WHAT THE TASK REQUIRES - What is needed is a single figure: how many lines of the records below contain the word "gesture".

DATASET ENTRIES -

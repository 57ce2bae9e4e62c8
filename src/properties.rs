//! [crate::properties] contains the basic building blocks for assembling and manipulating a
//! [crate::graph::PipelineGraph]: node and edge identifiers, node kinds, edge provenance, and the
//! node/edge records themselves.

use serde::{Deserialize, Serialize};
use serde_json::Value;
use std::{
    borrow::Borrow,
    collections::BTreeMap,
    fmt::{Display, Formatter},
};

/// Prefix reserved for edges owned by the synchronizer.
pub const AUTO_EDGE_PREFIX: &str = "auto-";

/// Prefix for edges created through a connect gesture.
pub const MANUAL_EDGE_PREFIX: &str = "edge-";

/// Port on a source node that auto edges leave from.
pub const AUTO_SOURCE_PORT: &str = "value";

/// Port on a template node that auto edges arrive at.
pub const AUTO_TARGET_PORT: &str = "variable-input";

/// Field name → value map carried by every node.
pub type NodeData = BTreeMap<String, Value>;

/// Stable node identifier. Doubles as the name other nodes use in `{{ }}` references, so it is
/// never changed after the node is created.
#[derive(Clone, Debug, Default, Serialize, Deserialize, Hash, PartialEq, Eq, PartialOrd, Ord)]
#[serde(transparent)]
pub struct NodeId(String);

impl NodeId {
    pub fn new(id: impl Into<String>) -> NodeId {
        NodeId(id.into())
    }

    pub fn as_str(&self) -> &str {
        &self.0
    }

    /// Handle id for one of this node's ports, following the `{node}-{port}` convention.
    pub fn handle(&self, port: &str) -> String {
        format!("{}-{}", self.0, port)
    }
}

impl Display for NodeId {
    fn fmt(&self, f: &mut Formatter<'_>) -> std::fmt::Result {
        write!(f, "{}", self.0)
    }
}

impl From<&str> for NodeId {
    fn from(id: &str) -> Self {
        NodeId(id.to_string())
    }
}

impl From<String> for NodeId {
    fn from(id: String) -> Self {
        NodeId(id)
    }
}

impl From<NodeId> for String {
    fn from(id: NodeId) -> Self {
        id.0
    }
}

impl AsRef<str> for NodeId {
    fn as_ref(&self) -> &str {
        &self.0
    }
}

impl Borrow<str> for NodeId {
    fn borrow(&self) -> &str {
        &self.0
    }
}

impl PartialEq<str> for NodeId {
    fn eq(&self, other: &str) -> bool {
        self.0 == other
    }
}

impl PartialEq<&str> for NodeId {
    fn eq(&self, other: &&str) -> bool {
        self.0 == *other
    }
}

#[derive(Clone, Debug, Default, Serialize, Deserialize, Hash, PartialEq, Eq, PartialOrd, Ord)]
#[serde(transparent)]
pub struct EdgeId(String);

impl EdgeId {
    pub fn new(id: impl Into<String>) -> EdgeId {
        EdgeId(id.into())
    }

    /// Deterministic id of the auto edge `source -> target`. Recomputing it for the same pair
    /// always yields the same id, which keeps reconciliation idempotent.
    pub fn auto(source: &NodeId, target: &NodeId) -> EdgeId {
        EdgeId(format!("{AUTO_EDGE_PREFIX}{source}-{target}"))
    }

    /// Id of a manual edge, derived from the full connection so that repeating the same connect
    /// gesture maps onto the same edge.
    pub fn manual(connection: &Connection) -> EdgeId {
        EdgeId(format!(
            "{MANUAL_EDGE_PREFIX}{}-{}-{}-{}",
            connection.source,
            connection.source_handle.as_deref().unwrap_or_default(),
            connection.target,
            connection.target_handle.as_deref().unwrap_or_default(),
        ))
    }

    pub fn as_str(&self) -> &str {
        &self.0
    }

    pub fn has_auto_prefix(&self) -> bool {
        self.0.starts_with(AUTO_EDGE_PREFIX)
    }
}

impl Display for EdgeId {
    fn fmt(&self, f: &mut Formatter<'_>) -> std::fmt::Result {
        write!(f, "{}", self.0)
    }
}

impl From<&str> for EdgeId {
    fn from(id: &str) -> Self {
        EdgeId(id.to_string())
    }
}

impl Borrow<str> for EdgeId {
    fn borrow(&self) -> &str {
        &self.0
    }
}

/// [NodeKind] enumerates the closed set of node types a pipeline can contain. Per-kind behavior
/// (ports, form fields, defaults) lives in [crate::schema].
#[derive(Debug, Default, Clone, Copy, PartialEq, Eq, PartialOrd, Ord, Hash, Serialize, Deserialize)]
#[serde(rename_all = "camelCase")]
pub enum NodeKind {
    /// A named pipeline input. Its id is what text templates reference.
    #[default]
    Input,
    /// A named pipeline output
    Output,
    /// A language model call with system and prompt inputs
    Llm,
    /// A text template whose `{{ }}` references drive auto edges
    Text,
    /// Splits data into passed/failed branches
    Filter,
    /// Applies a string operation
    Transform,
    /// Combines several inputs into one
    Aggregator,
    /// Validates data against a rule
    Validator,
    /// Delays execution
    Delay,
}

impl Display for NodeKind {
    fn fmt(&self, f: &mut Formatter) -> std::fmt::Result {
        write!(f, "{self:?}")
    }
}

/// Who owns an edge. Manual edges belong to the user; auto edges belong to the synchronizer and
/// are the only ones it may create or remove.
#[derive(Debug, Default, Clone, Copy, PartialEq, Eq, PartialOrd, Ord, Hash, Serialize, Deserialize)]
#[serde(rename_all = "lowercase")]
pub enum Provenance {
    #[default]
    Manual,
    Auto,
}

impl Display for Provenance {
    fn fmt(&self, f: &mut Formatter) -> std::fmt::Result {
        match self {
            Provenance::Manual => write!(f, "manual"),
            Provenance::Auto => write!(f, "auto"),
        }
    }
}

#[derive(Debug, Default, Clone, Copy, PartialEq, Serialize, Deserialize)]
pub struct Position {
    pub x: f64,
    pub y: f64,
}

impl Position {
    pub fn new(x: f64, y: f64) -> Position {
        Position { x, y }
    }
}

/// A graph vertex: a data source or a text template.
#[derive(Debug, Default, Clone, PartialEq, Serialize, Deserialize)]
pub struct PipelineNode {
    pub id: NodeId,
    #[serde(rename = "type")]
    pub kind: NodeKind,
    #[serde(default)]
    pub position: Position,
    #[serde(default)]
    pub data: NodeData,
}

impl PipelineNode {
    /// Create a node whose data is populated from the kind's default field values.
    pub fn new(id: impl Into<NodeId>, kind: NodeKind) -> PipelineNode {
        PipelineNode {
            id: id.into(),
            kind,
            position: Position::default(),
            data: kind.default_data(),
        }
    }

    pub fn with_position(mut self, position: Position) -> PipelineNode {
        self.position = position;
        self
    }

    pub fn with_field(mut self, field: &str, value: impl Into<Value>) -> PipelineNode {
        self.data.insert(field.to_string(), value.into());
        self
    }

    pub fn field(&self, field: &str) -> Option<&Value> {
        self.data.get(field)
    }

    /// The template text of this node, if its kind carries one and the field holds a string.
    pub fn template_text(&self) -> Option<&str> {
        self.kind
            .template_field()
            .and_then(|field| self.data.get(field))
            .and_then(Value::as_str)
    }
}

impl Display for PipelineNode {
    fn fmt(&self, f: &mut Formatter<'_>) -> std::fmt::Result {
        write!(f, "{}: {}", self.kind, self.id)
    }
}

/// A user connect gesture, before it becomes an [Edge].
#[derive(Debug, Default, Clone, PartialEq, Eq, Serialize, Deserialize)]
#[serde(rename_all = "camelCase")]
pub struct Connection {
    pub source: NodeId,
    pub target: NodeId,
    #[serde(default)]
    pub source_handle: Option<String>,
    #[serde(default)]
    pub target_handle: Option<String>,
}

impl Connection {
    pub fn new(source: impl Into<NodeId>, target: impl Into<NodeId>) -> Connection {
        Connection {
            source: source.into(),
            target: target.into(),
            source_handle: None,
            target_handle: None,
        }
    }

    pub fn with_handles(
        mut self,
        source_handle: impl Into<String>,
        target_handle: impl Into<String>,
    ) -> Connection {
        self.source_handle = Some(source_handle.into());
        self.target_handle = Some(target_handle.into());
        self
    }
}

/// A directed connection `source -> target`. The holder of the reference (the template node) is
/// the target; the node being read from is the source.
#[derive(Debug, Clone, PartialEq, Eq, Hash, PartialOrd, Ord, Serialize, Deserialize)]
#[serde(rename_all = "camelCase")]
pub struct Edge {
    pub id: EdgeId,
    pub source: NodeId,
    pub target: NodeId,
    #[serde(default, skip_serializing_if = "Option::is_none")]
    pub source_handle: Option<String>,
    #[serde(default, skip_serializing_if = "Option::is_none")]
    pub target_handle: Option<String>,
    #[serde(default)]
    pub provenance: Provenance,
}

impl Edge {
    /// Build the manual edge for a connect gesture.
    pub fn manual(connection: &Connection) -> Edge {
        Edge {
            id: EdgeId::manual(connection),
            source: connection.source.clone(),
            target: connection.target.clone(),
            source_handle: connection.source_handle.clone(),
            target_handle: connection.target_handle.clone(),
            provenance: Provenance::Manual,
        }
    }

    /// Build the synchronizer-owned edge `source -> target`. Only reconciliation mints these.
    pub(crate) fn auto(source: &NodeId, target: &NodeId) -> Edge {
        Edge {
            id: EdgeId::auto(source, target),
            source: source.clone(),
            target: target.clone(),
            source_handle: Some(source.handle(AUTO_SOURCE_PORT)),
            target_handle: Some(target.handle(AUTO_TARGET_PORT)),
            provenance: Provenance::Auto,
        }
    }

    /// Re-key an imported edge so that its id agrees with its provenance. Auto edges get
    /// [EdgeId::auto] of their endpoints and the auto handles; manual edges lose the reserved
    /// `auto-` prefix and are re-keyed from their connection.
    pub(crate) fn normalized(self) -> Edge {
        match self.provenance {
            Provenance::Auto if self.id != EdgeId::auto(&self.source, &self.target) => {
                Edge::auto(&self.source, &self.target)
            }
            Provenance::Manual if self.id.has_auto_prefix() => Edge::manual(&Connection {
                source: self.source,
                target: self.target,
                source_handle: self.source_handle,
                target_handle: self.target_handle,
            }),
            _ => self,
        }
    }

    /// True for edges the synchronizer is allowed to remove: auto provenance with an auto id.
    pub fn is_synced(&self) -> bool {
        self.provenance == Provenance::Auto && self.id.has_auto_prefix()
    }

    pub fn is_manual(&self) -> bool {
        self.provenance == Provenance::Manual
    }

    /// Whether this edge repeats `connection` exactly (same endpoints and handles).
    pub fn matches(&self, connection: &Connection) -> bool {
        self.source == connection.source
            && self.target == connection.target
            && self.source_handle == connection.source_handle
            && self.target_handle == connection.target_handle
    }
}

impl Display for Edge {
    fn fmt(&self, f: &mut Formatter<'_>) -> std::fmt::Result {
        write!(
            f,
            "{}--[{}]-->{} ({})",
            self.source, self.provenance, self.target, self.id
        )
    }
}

* * *

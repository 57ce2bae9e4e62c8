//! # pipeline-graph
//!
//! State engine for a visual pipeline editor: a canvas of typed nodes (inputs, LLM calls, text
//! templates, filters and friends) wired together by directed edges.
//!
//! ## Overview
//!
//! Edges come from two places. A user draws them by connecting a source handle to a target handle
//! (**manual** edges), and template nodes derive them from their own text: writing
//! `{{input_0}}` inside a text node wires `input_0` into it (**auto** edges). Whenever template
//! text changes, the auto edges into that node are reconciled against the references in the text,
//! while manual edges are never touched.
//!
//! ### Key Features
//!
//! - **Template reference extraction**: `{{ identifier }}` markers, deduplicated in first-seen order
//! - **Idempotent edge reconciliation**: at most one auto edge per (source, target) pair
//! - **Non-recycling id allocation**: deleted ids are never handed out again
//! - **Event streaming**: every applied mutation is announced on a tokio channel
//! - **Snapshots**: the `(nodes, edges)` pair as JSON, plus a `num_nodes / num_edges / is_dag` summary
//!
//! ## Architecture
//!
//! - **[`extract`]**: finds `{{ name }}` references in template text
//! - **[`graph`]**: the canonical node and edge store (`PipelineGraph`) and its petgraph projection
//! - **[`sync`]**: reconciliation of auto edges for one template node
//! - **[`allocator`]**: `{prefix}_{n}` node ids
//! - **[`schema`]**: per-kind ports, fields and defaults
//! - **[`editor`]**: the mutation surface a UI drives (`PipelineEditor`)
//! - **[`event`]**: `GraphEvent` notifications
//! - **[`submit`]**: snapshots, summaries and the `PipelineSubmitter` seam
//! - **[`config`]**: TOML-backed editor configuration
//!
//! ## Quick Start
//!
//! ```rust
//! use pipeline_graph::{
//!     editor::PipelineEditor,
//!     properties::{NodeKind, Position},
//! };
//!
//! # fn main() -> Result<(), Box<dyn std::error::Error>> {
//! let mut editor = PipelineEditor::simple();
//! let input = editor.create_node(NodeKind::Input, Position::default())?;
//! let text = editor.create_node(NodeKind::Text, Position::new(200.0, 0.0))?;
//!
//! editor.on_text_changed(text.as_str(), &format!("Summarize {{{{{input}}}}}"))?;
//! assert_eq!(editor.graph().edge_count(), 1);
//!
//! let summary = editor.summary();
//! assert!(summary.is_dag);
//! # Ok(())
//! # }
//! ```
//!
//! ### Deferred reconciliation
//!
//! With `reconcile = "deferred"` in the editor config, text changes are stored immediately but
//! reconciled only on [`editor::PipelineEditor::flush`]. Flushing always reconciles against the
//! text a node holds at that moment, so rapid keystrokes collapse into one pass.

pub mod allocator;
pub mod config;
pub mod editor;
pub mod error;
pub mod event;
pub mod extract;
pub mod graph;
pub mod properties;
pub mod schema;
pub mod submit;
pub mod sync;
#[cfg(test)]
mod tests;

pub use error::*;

* * *

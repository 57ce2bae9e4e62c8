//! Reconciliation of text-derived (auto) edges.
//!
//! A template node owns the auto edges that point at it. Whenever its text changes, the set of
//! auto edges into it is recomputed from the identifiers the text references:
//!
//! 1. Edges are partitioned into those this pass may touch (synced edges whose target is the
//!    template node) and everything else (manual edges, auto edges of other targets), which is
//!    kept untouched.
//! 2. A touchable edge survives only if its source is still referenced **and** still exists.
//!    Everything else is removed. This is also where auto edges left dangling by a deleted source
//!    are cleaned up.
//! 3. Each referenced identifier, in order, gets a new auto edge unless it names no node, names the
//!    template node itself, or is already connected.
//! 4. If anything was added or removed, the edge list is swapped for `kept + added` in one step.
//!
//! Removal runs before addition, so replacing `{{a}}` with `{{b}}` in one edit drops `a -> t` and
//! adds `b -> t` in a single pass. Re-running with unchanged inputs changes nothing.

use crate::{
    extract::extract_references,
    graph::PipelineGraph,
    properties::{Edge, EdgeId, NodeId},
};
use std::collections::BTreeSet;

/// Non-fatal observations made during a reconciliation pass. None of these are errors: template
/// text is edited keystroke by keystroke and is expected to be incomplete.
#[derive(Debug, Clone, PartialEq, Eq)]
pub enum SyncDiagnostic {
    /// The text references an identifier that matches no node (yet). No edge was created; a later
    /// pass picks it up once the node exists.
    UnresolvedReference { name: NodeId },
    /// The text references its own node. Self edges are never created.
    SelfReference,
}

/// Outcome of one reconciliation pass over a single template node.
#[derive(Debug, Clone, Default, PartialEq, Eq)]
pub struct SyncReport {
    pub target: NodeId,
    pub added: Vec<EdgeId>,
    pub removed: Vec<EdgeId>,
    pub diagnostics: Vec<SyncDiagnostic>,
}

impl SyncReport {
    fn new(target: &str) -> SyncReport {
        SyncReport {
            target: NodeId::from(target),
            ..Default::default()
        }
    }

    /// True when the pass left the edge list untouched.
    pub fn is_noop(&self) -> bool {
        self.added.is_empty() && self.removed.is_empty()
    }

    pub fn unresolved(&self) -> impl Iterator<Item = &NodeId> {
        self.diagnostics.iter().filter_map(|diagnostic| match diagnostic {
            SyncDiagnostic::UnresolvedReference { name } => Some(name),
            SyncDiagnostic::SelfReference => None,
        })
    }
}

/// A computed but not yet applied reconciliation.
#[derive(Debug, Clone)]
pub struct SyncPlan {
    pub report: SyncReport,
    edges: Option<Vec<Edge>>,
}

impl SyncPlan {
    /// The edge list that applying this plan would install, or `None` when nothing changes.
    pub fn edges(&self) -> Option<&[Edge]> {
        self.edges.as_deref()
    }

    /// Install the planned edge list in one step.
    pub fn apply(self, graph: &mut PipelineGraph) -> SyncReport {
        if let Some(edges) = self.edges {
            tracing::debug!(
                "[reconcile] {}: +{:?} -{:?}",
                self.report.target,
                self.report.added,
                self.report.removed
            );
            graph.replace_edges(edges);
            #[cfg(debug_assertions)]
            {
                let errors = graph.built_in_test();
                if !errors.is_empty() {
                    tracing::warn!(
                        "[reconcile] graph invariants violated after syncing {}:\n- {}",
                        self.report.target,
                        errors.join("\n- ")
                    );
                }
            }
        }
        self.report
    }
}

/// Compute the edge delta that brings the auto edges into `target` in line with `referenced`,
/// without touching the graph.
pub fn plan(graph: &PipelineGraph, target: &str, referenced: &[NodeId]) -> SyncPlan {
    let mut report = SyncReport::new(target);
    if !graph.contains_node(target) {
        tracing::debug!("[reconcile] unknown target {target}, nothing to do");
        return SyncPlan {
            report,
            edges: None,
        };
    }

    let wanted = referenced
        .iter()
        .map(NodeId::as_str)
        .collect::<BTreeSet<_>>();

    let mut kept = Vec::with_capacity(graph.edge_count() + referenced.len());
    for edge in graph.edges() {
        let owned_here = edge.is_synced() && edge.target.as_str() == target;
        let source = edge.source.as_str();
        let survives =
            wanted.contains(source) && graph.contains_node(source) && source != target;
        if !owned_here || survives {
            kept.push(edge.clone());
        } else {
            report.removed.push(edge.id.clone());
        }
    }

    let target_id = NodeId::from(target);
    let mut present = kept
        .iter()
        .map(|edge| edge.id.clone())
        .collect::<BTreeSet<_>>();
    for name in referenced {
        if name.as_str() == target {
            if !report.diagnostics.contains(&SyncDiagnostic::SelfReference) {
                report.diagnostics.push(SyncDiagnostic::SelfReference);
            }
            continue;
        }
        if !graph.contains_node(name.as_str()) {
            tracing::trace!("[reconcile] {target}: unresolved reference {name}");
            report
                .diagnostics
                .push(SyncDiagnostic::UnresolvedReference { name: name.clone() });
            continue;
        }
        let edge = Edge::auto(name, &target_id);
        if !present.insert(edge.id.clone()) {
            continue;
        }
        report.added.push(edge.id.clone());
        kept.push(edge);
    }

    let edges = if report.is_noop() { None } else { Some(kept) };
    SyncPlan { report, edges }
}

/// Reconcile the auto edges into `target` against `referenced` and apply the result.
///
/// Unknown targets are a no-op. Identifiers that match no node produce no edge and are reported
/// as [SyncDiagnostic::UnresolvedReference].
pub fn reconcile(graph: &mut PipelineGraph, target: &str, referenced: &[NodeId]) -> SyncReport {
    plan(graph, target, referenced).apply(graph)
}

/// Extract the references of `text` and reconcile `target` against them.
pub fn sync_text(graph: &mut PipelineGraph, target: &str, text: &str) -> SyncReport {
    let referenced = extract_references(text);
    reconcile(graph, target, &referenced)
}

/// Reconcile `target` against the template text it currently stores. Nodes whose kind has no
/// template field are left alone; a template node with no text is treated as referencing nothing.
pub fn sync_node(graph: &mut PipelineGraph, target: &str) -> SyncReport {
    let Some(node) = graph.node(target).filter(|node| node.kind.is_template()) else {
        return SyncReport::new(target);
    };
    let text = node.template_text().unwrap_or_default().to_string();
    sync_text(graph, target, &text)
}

TASK RESULT - 4